**TRY IT**: Please copy each line below that contains the word "holds".

**RECORD SET**:

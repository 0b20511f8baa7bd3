use chrono::{DateTime, Utc};
use serde::{Deserialize, Serialize};
use uuid::Uuid;

/// Why a recipient receives a feed entry.
///
/// Serialized as `{"type": "USER", "value": "<username>"}` or
/// `{"type": "TAG", "value": "<tag name>"}`, which is the shape stored in
/// `feeds.reason` and returned to clients.
#[derive(Debug, Clone, PartialEq, Eq, Hash, Serialize, Deserialize)]
#[serde(tag = "type", content = "value", rename_all = "UPPERCASE")]
pub enum Reason {
    /// Recipient follows the author; holds the author's username
    User(String),
    /// Recipient subscribes to a tag on the post; holds the tag name
    Tag(String),
}

impl Reason {
    pub fn is_user(&self) -> bool {
        matches!(self, Reason::User(_))
    }
}

/// A tag attached to a post, resolved to its id
#[derive(Debug, Clone, PartialEq, Eq, Serialize, Deserialize)]
pub struct TagRef {
    pub id: Uuid,
    pub name: String,
}

/// Everything the fan-out pipeline needs about a freshly published post
#[derive(Debug, Clone, Serialize, Deserialize)]
pub struct PublishedPost {
    pub post_id: Uuid,
    pub author_id: Uuid,
    pub author_username: String,
    pub tags: Vec<TagRef>,
}

/// One notification row for one recipient about one post
#[derive(Debug, Clone, PartialEq, Eq, Serialize, Deserialize)]
pub struct FeedEntry {
    pub post_id: Uuid,
    pub user_id: Uuid,
    pub reasons: Vec<Reason>,
}

/// Feed entry as read back by its recipient
#[derive(Debug, Clone, Serialize, Deserialize)]
pub struct FeedItem {
    pub id: Uuid,
    pub post_id: Uuid,
    pub reason: Vec<Reason>,
    pub created_at: DateTime<Utc>,
}

#[derive(Debug, Clone, Serialize, Deserialize, sqlx::FromRow)]
pub struct Category {
    pub id: Uuid,
    pub name: String,
    pub url_slug: String,
}

#[derive(Debug, Clone, Serialize, Deserialize, sqlx::FromRow)]
pub struct Post {
    pub id: Uuid,
    #[sqlx(rename = "fk_user_id")]
    pub user_id: Uuid,
    pub title: String,
    pub body: String,
    pub short_description: Option<String>,
    pub thumbnail: Option<String>,
    pub is_markdown: bool,
    pub is_temp: bool,
    pub url_slug: String,
    pub meta: serde_json::Value,
    pub created_at: DateTime<Utc>,
    pub updated_at: DateTime<Utc>,
}

/// Post as returned by the publish endpoint, with its tags and categories
#[derive(Debug, Clone, Serialize, Deserialize)]
pub struct PostDetail {
    #[serde(flatten)]
    pub post: Post,
    pub tags: Vec<String>,
    pub categories: Vec<Category>,
}

/// Validated input for persisting a post
#[derive(Debug, Clone)]
pub struct NewPost {
    pub author_id: Uuid,
    pub author_username: String,
    pub title: String,
    pub body: String,
    pub short_description: Option<String>,
    pub thumbnail: Option<String>,
    pub is_markdown: bool,
    pub is_temp: bool,
    pub url_slug: String,
    pub meta: serde_json::Value,
    pub tags: Vec<TagRef>,
    pub category_ids: Vec<Uuid>,
}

**TASK OUTPUT**:
    /// Recipient follows the author; holds the author's username
    /// Recipient subscribes to a tag on the post; holds the tag name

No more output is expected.